//! Mute / solo derivation
//!
//! Audibility is derived state: it is recomputed for every track whenever
//! any track's mute or solo flag changes. A soloed track is heard even if
//! it is also muted.

use serde::{Deserialize, Serialize};

/// Primary mute and solo flags of one track
#[derive(Debug, Clone, Copy, Default, PartialEq, Eq, Serialize, Deserialize)]
pub struct MuteSolo {
    pub muted: bool,
    pub soloed: bool,
}

impl MuteSolo {
    pub fn new(muted: bool, soloed: bool) -> Self {
        Self { muted, soloed }
    }
}

/// Effective audibility of one track given whether any track is soloed
pub fn is_audible(state: MuteSolo, any_soloed: bool) -> bool {
    if any_soloed {
        state.soloed
    } else {
        !state.muted
    }
}

/// Effective audibility for a set of tracks, in input order
pub fn derive_audibility(states: &[MuteSolo]) -> Vec<bool> {
    let any_soloed = states.iter().any(|s| s.soloed);
    states.iter().map(|&s| is_audible(s, any_soloed)).collect()
}
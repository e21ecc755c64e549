//! CLI Module
//!
//! Command-line interface for inspecting and editing fxroute projects.

pub mod commands;

use clap::{Args, Parser, Subcommand};
use std::path::PathBuf;

/// fxroute - effect chain and signal routing tool
#[derive(Parser, Debug)]
#[command(name = "fxroute")]
#[command(version, about, long_about = None)]
pub struct Cli {
    /// Enable verbose output
    #[arg(short, long, global = true)]
    pub verbose: bool,

    /// Engine configuration file (JSON)
    #[arg(short, long, global = true)]
    pub config: Option<PathBuf>,

    #[command(subcommand)]
    pub command: Option<Commands>,
}

/// Which strip a command targets
#[derive(Args, Debug, Clone, Copy)]
#[group(required = true, multiple = false)]
pub struct StripTarget {
    /// Track index
    #[arg(long)]
    pub track: Option<u32>,

    /// The master bus
    #[arg(long)]
    pub master: bool,
}

#[derive(Subcommand, Debug)]
pub enum Commands {
    /// List available effect types and their parameters
    #[command(name = "effects")]
    Effects,

    /// Print every strip's chain and live topology
    #[command(name = "inspect")]
    Inspect {
        /// Path to the project file
        project: PathBuf,
    },

    /// Add an effect to a strip and save the project
    #[command(name = "add-effect")]
    AddEffect {
        /// Path to the project file (created if missing)
        project: PathBuf,

        #[command(flatten)]
        target: StripTarget,

        /// Effect type (e.g. Reverb)
        #[arg(short = 't', long = "type")]
        effect_type: String,

        /// Parameter override as path=value (repeatable)
        #[arg(short, long = "param")]
        params: Vec<String>,
    },

    /// Render a test tone through every track into a WAV file
    #[command(name = "render")]
    Render {
        /// Path to the project file
        project: PathBuf,

        /// Length of the render in seconds
        #[arg(short, long, default_value_t = 2.0)]
        seconds: f32,

        /// Output WAV file
        #[arg(short, long)]
        output: PathBuf,
    },
}
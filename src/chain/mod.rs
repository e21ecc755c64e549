//! Effect Chain Module
//!
//! Keeps the declarative list of effect descriptors in sync with the live,
//! connected chain of processing nodes.

mod descriptor;
mod signal_chain;

pub use descriptor::{EffectDescriptor, EffectInstance, EffectRecord};
pub use signal_chain::{ParamOutcome, SignalChain};
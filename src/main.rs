//! fxroute CLI
//!
//! Command-line interface for the fxroute effect routing engine.

use anyhow::Context;
use clap::Parser;
use env_logger::Env;
use log::{debug, info};

use fxroute::cli::commands;
use fxroute::cli::{Cli, Commands};
use fxroute::EngineConfig;

fn main() -> anyhow::Result<()> {
    let cli = Cli::parse();

    // Initialize logger
    let level = if cli.verbose { "debug" } else { "info" };
    env_logger::Builder::from_env(Env::default().default_filter_or(level)).init();

    info!("fxroute v{}", env!("CARGO_PKG_VERSION"));

    let config = match &cli.config {
        Some(path) => EngineConfig::load(path)
            .with_context(|| format!("failed to load config {}", path.display()))?,
        None => EngineConfig::default(),
    };
    debug!("engine config: {:?}", config);

    match cli.command {
        Some(cmd) => handle_command(cmd, &config),
        None => {
            println!("fxroute v{}", env!("CARGO_PKG_VERSION"));
            println!("Use --help for available commands");
            Ok(())
        }
    }
}

fn handle_command(cmd: Commands, config: &EngineConfig) -> anyhow::Result<()> {
    match cmd {
        Commands::Effects => commands::list_effects(config),
        Commands::Inspect { project } => commands::inspect(&project, config),
        Commands::AddEffect {
            project,
            target,
            effect_type,
            params,
        } => commands::add_effect(&project, config, target, &effect_type, &params),
        Commands::Render {
            project,
            seconds,
            output,
        } => commands::render(&project, config, seconds, &output),
    }
}
//! Effect Registry
//!
//! Catalog of effect types: parameter schemas plus the factories that turn
//! a parameter bag into a live processing node. The registry is built once
//! at startup and shared read-only (`Arc<EffectRegistry>`) by every chain.

mod effects;
mod schema;

use std::collections::HashMap;

use log::warn;

use crate::error::{FxError, Result};
use crate::graph::ProcessingNode;
use crate::params::ParamBag;

pub use effects::builtin_schemas;
pub use schema::{
    EffectTypeSchema, NodeContext, NodeFactory, ParamKind, ParamScale, ParamSpec, ParamUnit,
};

/// Registry of available effect types
#[derive(Debug)]
pub struct EffectRegistry {
    schemas: HashMap<String, EffectTypeSchema>,
    context: NodeContext,
}

impl EffectRegistry {
    /// Create an empty registry
    pub fn new(sample_rate: u32) -> Self {
        Self {
            schemas: HashMap::new(),
            context: NodeContext {
                sample_rate: sample_rate as f32,
            },
        }
    }

    /// Create a registry holding every built-in effect type
    pub fn with_builtins(sample_rate: u32) -> Self {
        let mut registry = Self::new(sample_rate);
        for schema in builtin_schemas() {
            registry.register(schema);
        }
        registry
    }

    /// Register an effect type, replacing any earlier entry with the same id
    pub fn register(&mut self, schema: EffectTypeSchema) {
        let id = schema.effect_type.to_string();
        if self.schemas.insert(id.clone(), schema).is_some() {
            warn!("Effect type '{}' registered twice; keeping the latest", id);
        }
    }

    /// Look up a schema by effect type id
    pub fn get_schema(&self, effect_type: &str) -> Result<&EffectTypeSchema> {
        self.schemas
            .get(effect_type)
            .ok_or_else(|| FxError::UnknownEffectType {
                effect_type: effect_type.to_string(),
            })
    }

    pub fn has_type(&self, effect_type: &str) -> bool {
        self.schemas.contains_key(effect_type)
    }

    /// All registered type ids, sorted
    pub fn list_types(&self) -> Vec<&str> {
        let mut types: Vec<&str> = self.schemas.keys().map(|s| s.as_str()).collect();
        types.sort_unstable();
        types
    }

    /// Bag with every schema leaf set to its default
    pub fn get_default_params(&self, effect_type: &str) -> Result<ParamBag> {
        Ok(self.get_schema(effect_type)?.default_params())
    }

    /// Copy of `params` ready for the factory
    ///
    /// Missing schema leaves are filled with their defaults and declared
    /// leaves holding an unusable value (wrong type, unknown option, an
    /// object) are reset to their defaults. Unknown keys are preserved.
    pub fn materialize(&self, effect_type: &str, params: &ParamBag) -> Result<ParamBag> {
        let schema = self.get_schema(effect_type)?;
        let mut bag = params.clone();
        bag.fill_from(&schema.default_params());

        for spec in &schema.params {
            let Some(value) = bag.get(spec.key) else {
                continue;
            };
            if let Err(e) = spec.check(value) {
                warn!("{}: {}; using default {}", effect_type, e, spec.default_value());
                bag.set(spec.key, spec.default_value());
            }
        }
        Ok(bag)
    }

    /// Declared leaf that `path` would nest under, if any
    ///
    /// Writing `filter.frequency.fine` would turn the numeric leaf
    /// `filter.frequency` into an object, so such paths are refused.
    pub fn shadowed_leaf(&self, effect_type: &str, path: &str) -> Option<&'static str> {
        let schema = self.schemas.get(effect_type)?;
        schema
            .params
            .iter()
            .map(|spec| spec.key)
            .find(|key| {
                path.strip_prefix(key)
                    .is_some_and(|rest| rest.starts_with('.'))
            })
    }

    /// Check each declared leaf of `params` without building a node
    pub fn validate_params(&self, effect_type: &str, params: &ParamBag) -> Result<()> {
        let schema = self.get_schema(effect_type)?;
        for spec in &schema.params {
            if let Some(value) = params.get(spec.key) {
                spec.check(value).map_err(|e| FxError::Construction {
                    effect_type: effect_type.to_string(),
                    cause: e.to_string(),
                })?;
            }
        }
        Ok(())
    }

    /// Instantiate a live node for `effect_type`
    ///
    /// The bag is materialised before the factory runs. A factory failure
    /// yields `FxError::Construction` and no node.
    pub fn create_processing_node(
        &self,
        effect_type: &str,
        params: &ParamBag,
    ) -> Result<Box<dyn ProcessingNode>> {
        let schema = self.get_schema(effect_type)?;
        let bag = self.materialize(effect_type, params)?;
        (schema.factory)(&bag, &self.context).map_err(|e| FxError::Construction {
            effect_type: effect_type.to_string(),
            cause: e.to_string(),
        })
    }

    pub fn sample_rate(&self) -> f32 {
        self.context.sample_rate
    }
}

impl Default for EffectRegistry {
    fn default() -> Self {
        Self::with_builtins(crate::config::DEFAULT_SAMPLE_RATE)
    }
}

▶ [What you have to do] Only the lines above starting with the one with "and their parameters" and going through the one with "into a WAV file" are to be copied, word for word and with both ends kept.

▶ [Answer to this task]
    /// List available effect types and their parameters
    #[command(name = "effects")]
    Effects,

    /// Print every strip's chain and live topology
    #[command(name = "inspect")]
    Inspect {
        /// Path to the project file
        project: PathBuf,
    },

    /// Add an effect to a strip and save the project
    #[command(name = "add-effect")]
    AddEffect {
        /// Path to the project file (created if missing)
        project: PathBuf,

        #[command(flatten)]
        target: StripTarget,

        /// Effect type (e.g. Reverb)
        #[arg(short = 't', long = "type")]
        effect_type: String,

        /// Parameter override as path=value (repeatable)
        #[arg(short, long = "param")]
        params: Vec<String>,
    },

    /// Render a test tone through every track into a WAV file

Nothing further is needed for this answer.